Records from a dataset

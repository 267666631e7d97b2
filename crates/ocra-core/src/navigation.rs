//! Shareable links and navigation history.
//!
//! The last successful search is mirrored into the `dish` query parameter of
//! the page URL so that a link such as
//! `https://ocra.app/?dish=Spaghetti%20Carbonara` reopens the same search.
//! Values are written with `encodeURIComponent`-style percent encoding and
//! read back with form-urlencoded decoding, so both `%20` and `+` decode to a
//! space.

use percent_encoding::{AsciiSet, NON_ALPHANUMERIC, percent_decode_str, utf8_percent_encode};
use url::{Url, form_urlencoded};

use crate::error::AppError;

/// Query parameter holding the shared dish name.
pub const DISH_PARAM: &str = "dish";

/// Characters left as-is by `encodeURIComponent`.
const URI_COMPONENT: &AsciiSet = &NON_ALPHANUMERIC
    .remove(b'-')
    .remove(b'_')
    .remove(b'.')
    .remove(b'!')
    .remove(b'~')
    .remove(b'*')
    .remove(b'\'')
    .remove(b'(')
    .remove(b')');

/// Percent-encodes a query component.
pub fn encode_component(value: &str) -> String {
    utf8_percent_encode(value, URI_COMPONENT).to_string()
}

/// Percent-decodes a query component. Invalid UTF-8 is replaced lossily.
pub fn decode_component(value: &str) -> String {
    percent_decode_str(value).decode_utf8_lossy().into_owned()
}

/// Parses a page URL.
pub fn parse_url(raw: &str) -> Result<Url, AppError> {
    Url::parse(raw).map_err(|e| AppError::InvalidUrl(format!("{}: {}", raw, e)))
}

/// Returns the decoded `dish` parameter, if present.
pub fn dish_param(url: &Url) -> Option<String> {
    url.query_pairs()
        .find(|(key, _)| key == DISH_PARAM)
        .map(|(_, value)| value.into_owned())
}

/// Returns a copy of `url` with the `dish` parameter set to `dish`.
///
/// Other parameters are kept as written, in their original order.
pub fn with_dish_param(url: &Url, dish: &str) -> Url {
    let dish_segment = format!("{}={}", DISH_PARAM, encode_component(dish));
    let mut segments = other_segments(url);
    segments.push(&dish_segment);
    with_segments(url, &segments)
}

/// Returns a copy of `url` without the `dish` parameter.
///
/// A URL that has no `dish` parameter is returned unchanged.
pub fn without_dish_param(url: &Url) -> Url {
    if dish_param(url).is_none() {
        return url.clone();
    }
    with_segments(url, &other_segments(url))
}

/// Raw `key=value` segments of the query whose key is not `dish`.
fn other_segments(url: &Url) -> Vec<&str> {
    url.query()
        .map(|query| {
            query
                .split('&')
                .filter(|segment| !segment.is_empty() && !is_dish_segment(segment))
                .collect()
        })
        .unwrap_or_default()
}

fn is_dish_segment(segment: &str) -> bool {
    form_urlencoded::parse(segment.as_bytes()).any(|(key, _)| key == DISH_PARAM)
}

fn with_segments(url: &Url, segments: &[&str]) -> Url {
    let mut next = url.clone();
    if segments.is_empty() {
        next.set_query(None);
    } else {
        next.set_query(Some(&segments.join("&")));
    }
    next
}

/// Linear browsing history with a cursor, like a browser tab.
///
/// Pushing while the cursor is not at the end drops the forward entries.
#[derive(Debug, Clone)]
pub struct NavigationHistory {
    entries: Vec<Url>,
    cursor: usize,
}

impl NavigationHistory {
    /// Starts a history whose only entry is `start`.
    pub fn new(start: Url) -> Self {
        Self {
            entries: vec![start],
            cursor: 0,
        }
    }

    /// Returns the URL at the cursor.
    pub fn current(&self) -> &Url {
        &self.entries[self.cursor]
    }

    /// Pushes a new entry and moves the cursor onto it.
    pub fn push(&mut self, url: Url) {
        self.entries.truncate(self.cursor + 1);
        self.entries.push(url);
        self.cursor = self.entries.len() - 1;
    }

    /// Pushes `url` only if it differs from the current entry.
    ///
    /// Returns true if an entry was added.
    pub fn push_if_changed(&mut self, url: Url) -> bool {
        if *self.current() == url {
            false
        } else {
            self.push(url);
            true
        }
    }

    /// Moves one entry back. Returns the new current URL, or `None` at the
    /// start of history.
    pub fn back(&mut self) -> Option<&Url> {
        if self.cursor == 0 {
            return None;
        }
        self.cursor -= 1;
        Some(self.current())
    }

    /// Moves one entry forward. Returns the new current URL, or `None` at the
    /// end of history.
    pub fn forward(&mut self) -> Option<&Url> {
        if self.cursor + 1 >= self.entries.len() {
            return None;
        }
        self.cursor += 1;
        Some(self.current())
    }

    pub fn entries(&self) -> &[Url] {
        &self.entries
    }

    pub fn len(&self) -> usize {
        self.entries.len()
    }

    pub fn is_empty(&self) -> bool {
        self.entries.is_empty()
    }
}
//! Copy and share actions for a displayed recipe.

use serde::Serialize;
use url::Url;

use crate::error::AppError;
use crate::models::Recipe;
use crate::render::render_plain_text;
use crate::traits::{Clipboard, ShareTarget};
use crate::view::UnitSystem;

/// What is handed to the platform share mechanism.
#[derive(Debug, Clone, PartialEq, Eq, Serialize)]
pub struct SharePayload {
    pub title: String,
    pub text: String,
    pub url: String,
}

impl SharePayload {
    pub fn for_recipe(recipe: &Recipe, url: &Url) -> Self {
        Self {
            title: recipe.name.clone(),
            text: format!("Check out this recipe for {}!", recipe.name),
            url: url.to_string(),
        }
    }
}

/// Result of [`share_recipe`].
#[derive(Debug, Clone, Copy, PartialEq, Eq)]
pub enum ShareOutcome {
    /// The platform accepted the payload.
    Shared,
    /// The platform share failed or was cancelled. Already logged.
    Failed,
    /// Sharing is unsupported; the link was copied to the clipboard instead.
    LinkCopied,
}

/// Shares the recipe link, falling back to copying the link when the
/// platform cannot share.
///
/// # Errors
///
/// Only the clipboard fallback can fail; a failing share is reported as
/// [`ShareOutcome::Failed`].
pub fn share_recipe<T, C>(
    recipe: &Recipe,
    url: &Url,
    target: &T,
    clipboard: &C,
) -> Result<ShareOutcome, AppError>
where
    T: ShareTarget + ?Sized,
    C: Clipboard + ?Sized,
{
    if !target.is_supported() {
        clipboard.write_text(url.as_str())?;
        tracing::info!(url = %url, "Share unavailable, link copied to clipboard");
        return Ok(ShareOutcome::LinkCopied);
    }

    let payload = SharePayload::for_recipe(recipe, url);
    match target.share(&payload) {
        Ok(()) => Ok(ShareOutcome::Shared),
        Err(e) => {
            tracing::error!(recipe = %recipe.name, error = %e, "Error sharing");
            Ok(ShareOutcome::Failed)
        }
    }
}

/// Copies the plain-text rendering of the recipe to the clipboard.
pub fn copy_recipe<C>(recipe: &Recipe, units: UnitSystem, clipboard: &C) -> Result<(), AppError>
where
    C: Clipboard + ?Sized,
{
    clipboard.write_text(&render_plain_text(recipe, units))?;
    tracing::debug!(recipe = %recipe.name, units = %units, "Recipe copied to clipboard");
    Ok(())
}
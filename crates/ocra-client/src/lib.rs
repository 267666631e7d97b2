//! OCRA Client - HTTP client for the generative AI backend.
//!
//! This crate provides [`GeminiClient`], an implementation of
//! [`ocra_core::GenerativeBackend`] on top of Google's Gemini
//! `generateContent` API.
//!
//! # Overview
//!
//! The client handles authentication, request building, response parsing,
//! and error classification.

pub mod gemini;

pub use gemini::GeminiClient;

### What is needed
Only those lines of the entries above that run from the line containing "pub fn back(&mut" to the line containing "platform share mechanism.", both included, should be transcribed exactly.

### Written response
    pub fn back(&mut self) -> Option<&Url> {
        if self.cursor == 0 {
            return None;
        }
        self.cursor -= 1;
        Some(self.current())
    }

    /// Moves one entry forward. Returns the new current URL, or `None` at the
    /// end of history.
    pub fn forward(&mut self) -> Option<&Url> {
        if self.cursor + 1 >= self.entries.len() {
            return None;
        }
        self.cursor += 1;
        Some(self.current())
    }

    pub fn entries(&self) -> &[Url] {
        &self.entries
    }

    pub fn len(&self) -> usize {
        self.entries.len()
    }

    pub fn is_empty(&self) -> bool {
        self.entries.is_empty()
    }
}
//! Copy and share actions for a displayed recipe.

use serde::Serialize;
use url::Url;

use crate::error::AppError;
use crate::models::Recipe;
use crate::render::render_plain_text;
use crate::traits::{Clipboard, ShareTarget};
use crate::view::UnitSystem;

/// What is handed to the platform share mechanism.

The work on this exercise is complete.